Aparte de tales hallazgos,
el rumbo de su historia parece adoptar nuevas vías, cuyas recompensas permiten
un convencimiento total de venganza. El ingenio de un Faria destruido, luchando
en todo tiempo con la muerte y el aburrimiento, a partir de la escritura
recursiva y de una memoria privilegiada, que la bastó para recordar todas las
obras que había leído antes de su cautiverio, sin querer fue el modo más grandioso
para desafiar a los verdugos que les coartaban todos los vínculos posibles de
distracción. La decepción de Dantés consigo mismo y la posibilidad de ocupar el
tiempo en otros menesteres distintos a los de renegar y sufrir por el pasado,
fueron suficientes estímulos para no dejarse derrotar y continuar en su larga
lucha: la venganza lenta, tardía, minuciosa.
Después de la fuga.
Durante la transición del
relato, se puede ver cómo sus facciones de ensueño prontamente pasan por una
serie de transformaciones: de la confusión al ser enviado a una cloaca sin
saber el motivo, poco a poco, y por causa de revelaciones ajenas a su candidez
inicial, a un odio comprensible, alimentándose de la ira y el desprecio cuyos
reproches recaen al abandono de Dios, a aquellos miserables que no representan
otra cosa que la inquina.
Pero el héroe es
conocedor de su condición y se adhiere a la inutilidad de ampararse en los
quejidos, en los llantos continuos creados únicamente por la soledad.

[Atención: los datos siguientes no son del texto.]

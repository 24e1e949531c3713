/*
 * SPDX-FileCopyrightText: 2025 The webrank developers
 *
 * SPDX-License-Identifier: Apache-2.0 OR LGPL-2.1-or-later
 */

//! A harness driving approximate PageRank engines toward a ground truth.
//!
//! The [`Harness`] runs an [`Iterative`] engine one step at a time. After
//! each step it compares the current estimate with a ground-truth
//! [`RankVector`] (in this crate, always the output of the
//! [`EigenSolver`](crate::rank::EigenSolver)), hands the iteration number and
//! the 𝓁_∞ error to a [`Recorder`], and stops as soon as every page of the
//! ground truth is [close](crate::utils::math::is_close) to its estimate
//! within the relative tolerance.
//!
//! If the estimate is not accepted within the maximum number of iterations,
//! the run fails with a [`ConvergenceFailure`], which is never retried.
//!
//! # Examples
//!
//! ```
//! use webrank::graphs::Graph;
//! use webrank_algo::harness::{ConvergenceRecord, Harness, State};
//! use webrank_algo::rank::{RecursiveUpdate, eigenvector_pagerank};
//!
//! let g = Graph::from_succs([vec![1, 3], vec![0], vec![0], vec![0]]);
//! let truth = eigenvector_pagerank(&g, 0.85)?;
//!
//! let mut record = ConvergenceRecord::new();
//! let mut harness = Harness::new(&truth);
//! harness.tolerance(1E-6).max_iterations(1000);
//! let convergence = harness.run(&mut RecursiveUpdate::new(&g), &mut record)?;
//!
//! assert_eq!(harness.state(), State::Converged);
//! assert_eq!(record.len(), convergence.iterations);
//! # Ok::<(), Box<dyn std::error::Error>>(())
//! ```

use crate::RankVector;
use crate::utils::Stopwatch;
use dsi_progress_logger::prelude::*;
use std::time::Duration;
use thiserror::Error;

/// An engine that approximates PageRank one step at a time.
pub trait Iterative {
    /// Advances the engine by one unit of work.
    fn step(&mut self);

    /// Returns the current estimate.
    fn estimate(&self) -> RankVector;
}

impl<I: Iterative + ?Sized> Iterative for &mut I {
    fn step(&mut self) {
        (**self).step()
    }

    fn estimate(&self) -> RankVector {
        (**self).estimate()
    }
}

/// A sink for the error of every iteration of a harness run.
pub trait Recorder {
    /// Records the 𝓁_∞ error of the estimate after `iteration` steps.
    fn record(&mut self, iteration: usize, error_norm: f64);
}

impl Recorder for () {
    #[inline(always)]
    fn record(&mut self, _iteration: usize, _error_norm: f64) {}
}

impl<R: Recorder> Recorder for Option<R> {
    fn record(&mut self, iteration: usize, error_norm: f64) {
        if let Some(recorder) = self {
            recorder.record(iteration, error_norm);
        }
    }
}

impl<R: Recorder + ?Sized> Recorder for &mut R {
    fn record(&mut self, iteration: usize, error_norm: f64) {
        (**self).record(iteration, error_norm)
    }
}

/// An in-memory, append-only sequence of `(iteration, error_norm)` pairs.
#[derive(Debug, Clone, Default, PartialEq)]
pub struct ConvergenceRecord {
    entries: Vec<(usize, f64)>,
}

impl ConvergenceRecord {
    pub fn new() -> Self {
        Self::default()
    }

    pub fn len(&self) -> usize {
        self.entries.len()
    }

    pub fn is_empty(&self) -> bool {
        self.entries.is_empty()
    }

    /// Returns the recorded pairs in order.
    pub fn as_slice(&self) -> &[(usize, f64)] {
        &self.entries
    }

    /// Returns the last recorded pair, if any.
    pub fn last(&self) -> Option<(usize, f64)> {
        self.entries.last().copied()
    }

    pub fn iter(&self) -> impl Iterator<Item = (usize, f64)> + '_ {
        self.entries.iter().copied()
    }
}

impl Recorder for ConvergenceRecord {
    fn record(&mut self, iteration: usize, error_norm: f64) {
        self.entries.push((iteration, error_norm));
    }
}

/// The state of a [`Harness`].
#[derive(Debug, Clone, Copy, PartialEq, Eq)]
pub enum State {
    /// No run has started yet.
    Init,
    /// A run is in progress.
    Iterating,
    /// The last run was accepted.
    Converged,
    /// The last run exhausted its iterations.
    Failed,
}

/// The outcome of an accepted harness run.
#[derive(Debug, Clone)]
pub struct Convergence {
    /// The accepted estimate.
    pub rank: RankVector,
    /// The number of engine steps performed.
    pub iterations: usize,
    /// The 𝓁_∞ error of the accepted estimate.
    pub error_norm: f64,
    /// The time spent inside engine steps.
    pub elapsed: Duration,
}

/// The estimate was not accepted within the maximum number of iterations.
#[derive(Error, Debug, Clone)]
#[error("No convergence after {iterations} iterations (error norm {error_norm})")]
pub struct ConvergenceFailure {
    /// The last estimate.
    pub rank: RankVector,
    /// The number of engine steps performed.
    pub iterations: usize,
    /// The 𝓁_∞ error of the last estimate.
    pub error_norm: f64,
}

/// Drives an [`Iterative`] engine until its estimate matches a ground truth.
///
/// The harness is configured via setters and then executed via
/// [`run`](Self::run). The same harness can run several engines in
/// sequence; [`state`](Self::state) reflects the last run.
#[derive(Debug)]
pub struct Harness<'a> {
    ground_truth: &'a RankVector,
    tolerance: f64,
    max_iterations: usize,
    state: State,
    stopwatch: Stopwatch,
}

impl<'a> Harness<'a> {
    /// The default relative tolerance of the acceptance test.
    pub const DEFAULT_TOLERANCE: f64 = 0.01;
    /// The default maximum number of iterations.
    pub const DEFAULT_MAX_ITERATIONS: usize = 1000;

    /// Creates a harness accepting estimates close to `ground_truth`.
    pub fn new(ground_truth: &'a RankVector) -> Self {
        Self {
            ground_truth,
            tolerance: Self::DEFAULT_TOLERANCE,
            max_iterations: Self::DEFAULT_MAX_ITERATIONS,
            state: State::Init,
            stopwatch: Stopwatch::new(),
        }
    }

    /// Sets the relative tolerance of the acceptance test.
    ///
    /// # Panics
    ///
    /// Panics if `tolerance` is not positive.
    pub fn tolerance(&mut self, tolerance: f64) -> &mut Self {
        assert!(
            tolerance > 0.0,
            "The tolerance must be positive, got {tolerance}"
        );
        self.tolerance = tolerance;
        self
    }

    /// Sets the maximum number of engine steps of a run.
    pub fn max_iterations(&mut self, max_iterations: usize) -> &mut Self {
        self.max_iterations = max_iterations;
        self
    }

    /// Returns the state of the harness.
    pub fn state(&self) -> State {
        self.state
    }

    /// Returns the ground truth.
    pub fn ground_truth(&self) -> &RankVector {
        self.ground_truth
    }

    /// Runs `engine` until its estimate is accepted, recording the error of
    /// every iteration into `recorder`.
    pub fn run(
        &mut self,
        engine: impl Iterative,
        recorder: impl Recorder,
    ) -> Result<Convergence, ConvergenceFailure> {
        self.run_with_logging(engine, recorder, no_logging![])
    }

    /// Runs `engine` until its estimate is accepted, recording the error of
    /// every iteration into `recorder` and logging progress.
    ///
    /// The options of `pl` are preserved, except for the item name and the
    /// expected number of updates.
    pub fn run_with_logging(
        &mut self,
        mut engine: impl Iterative,
        mut recorder: impl Recorder,
        pl: &mut impl ProgressLog,
    ) -> Result<Convergence, ConvergenceFailure> {
        log::info!("Tolerance: {}", self.tolerance);
        log::info!("Maximum number of iterations: {}", self.max_iterations);

        self.state = State::Iterating;
        self.stopwatch.reset();

        pl.item_name("iteration");
        pl.expected_updates(Some(self.max_iterations));
        pl.start("Iterating toward the ground truth...");

        let mut iterations = 0;
        let mut last = None;
        while iterations < self.max_iterations {
            self.stopwatch.start();
            engine.step();
            self.stopwatch.stop();
            iterations += 1;

            let estimate = engine.estimate();
            let error_norm = estimate.l_inf_distance(self.ground_truth);
            recorder.record(iterations, error_norm);
            log::debug!("Iteration {iterations}: error norm = {error_norm}");
            pl.light_update();

            if estimate.is_close_to(self.ground_truth, self.tolerance) {
                pl.done();
                self.state = State::Converged;
                log::info!("Converged after {iterations} iterations (error norm {error_norm})");
                return Ok(Convergence {
                    rank: estimate,
                    iterations,
                    error_norm,
                    elapsed: self.stopwatch.elapsed(),
                });
            }
            last = Some((estimate, error_norm));
        }

        pl.done();
        self.state = State::Failed;
        let (rank, error_norm) = last.unwrap_or_else(|| {
            let estimate = engine.estimate();
            let error_norm = estimate.l_inf_distance(self.ground_truth);
            (estimate, error_norm)
        });
        log::warn!("No convergence after {iterations} iterations (error norm {error_norm})");
        Err(ConvergenceFailure {
            rank,
            iterations,
            error_norm,
        })
    }
}

#[cfg(test)]
mod tests {
    use super::*;

    /// Halves the distance from the target at each step.
    struct Halving {
        current: Vec<f64>,
        target: Vec<f64>,
    }

    impl Iterative for Halving {
        fn step(&mut self) {
            for (c, t) in self.current.iter_mut().zip(&self.target) {
                *c = (*c + t) / 2.0;
            }
        }

        fn estimate(&self) -> RankVector {
            RankVector::from(self.current.clone())
        }
    }

    fn halving() -> (Halving, RankVector) {
        let target = vec![0.75, 0.25];
        (
            Halving {
                current: vec![0.0, 1.0],
                target: target.clone(),
            },
            RankVector::from(target),
        )
    }

    #[test]
    fn test_converges() -> Result<(), ConvergenceFailure> {
        let (mut engine, truth) = halving();
        let mut record = ConvergenceRecord::new();
        let mut harness = Harness::new(&truth);
        assert_eq!(harness.state(), State::Init);
        harness.tolerance(1E-3);
        let convergence = harness.run(&mut engine, &mut record)?;

        assert_eq!(harness.state(), State::Converged);
        // The errors are 0.75 / 2^k, and page 1 needs 0.75 / 2^k ≤ 2.5E-4
        assert_eq!(convergence.iterations, 12);
        assert_eq!(record.len(), 12);
        for (i, (iteration, error_norm)) in record.iter().enumerate() {
            assert_eq!(iteration, i + 1);
            assert_eq!(error_norm, 0.75 / (1 << (i + 1)) as f64);
        }
        assert_eq!(record.last(), Some((12, convergence.error_norm)));
        Ok(())
    }

    #[test]
    fn test_fails() {
        let (mut engine, truth) = halving();
        let mut record = ConvergenceRecord::new();
        let mut harness = Harness::new(&truth);
        harness.tolerance(1E-3).max_iterations(11);
        let failure = harness.run(&mut engine, &mut record).unwrap_err();

        assert_eq!(harness.state(), State::Failed);
        assert_eq!(failure.iterations, 11);
        assert_eq!(record.len(), 11);
        assert_eq!(failure.error_norm, 0.75 / 2048.0);
        assert_eq!(failure.rank, engine.estimate());
    }

    #[test]
    fn test_no_iterations() {
        let (engine, truth) = halving();
        let mut harness = Harness::new(&truth);
        harness.max_iterations(0);
        let failure = harness.run(engine, ()).unwrap_err();
        assert_eq!(failure.iterations, 0);
        assert_eq!(failure.error_norm, 0.75);
    }

    #[test]
    fn test_missing_pages() {
        let truth = RankVector::from(vec![0.5, 0.5]);
        let mut engine = Halving {
            current: vec![0.5],
            target: vec![0.5],
        };
        let mut record = Some(ConvergenceRecord::new());
        let mut harness = Harness::new(&truth);
        harness.max_iterations(3);
        let failure = harness.run(&mut engine, &mut record).unwrap_err();
        assert_eq!(failure.error_norm, f64::INFINITY);
        assert_eq!(record.map(|r| r.len()), Some(3));
    }

    #[test]
    #[should_panic(expected = "tolerance")]
    fn test_bad_tolerance() {
        let truth = RankVector::uniform(2);
        Harness::new(&truth).tolerance(0.0);
    }
}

Y ante
esta nueva condición parece enseñarnos a hallar un grado de optimismo
suficiente (por muy mínimo que parezca) para emprender la fuga o, por lo menos
morir durante el intento. Al parecer fue en este impulso donde los deseos
adquirieron una forma increíble. Es consciente de su misión como emisario de la
venganza. Se nutre de ella, la adopta a tales extremos irrefutables que, desde
el momento de su fuga y a la suerte que se le atraviesa; como una verdadera
recompensa a su larga espera, ya la considera un dogma infinito. Edmundo Dantés
es el símbolo del hombre abatido pero febril.
Del personaje apabullado
por un autor sin misericordia que lo estropea sin tregua para después
enaltecerlo ante las miradas siniestras o, muchas veces, sensibles de los
lectores y sus enemigos, se esconde un hombre rabioso, pero, al contrario de
una viuda de Pablo Savarini o un Raskolnikof, la rabia de este nuevo conde de
Montecristo es magistral. En vez de actuar con precipitación, prefiere una
venganza paulatina, sin alteraciones, más bien metódica. Tanto así es su desprecio
moderado que prefiere involucrarse en el ambiente parisino de la ambición, el
pecado y la superstición común en la aristocracia del siglo XVIII.
Aunque los resultados
muchas veces resultan nefastos, su propósito se cumple sin contratiempos, ni
riesgos. Por más que los momentos de debilidad lo complican y parecen
condenarlo al pasado, una fuerza adquirida por la dureza del sufrimiento es
superior a las adversidades, no permite que nada obstruya sus planes, al
contrario, asume el valor necesario para concluir con lo iniciado y, cuando
esto ocurre, nuevamente renace el humano vulnerable, el ser restituido que
renuncia a todo y empieza un nuevo ciclo, experiencia única para aquellos genios
que experimentan una verdadera evolución, se reconcilia con la sensibilidad
como si esta tuviera un contacto milagroso hacia las pasiones de su vida, cuyas
consecuencias, finalmente, trascienden en la sabiduría que nos brinda a todos
una lección resumida en tan solo dos verbos infalibles: confiar y esperar.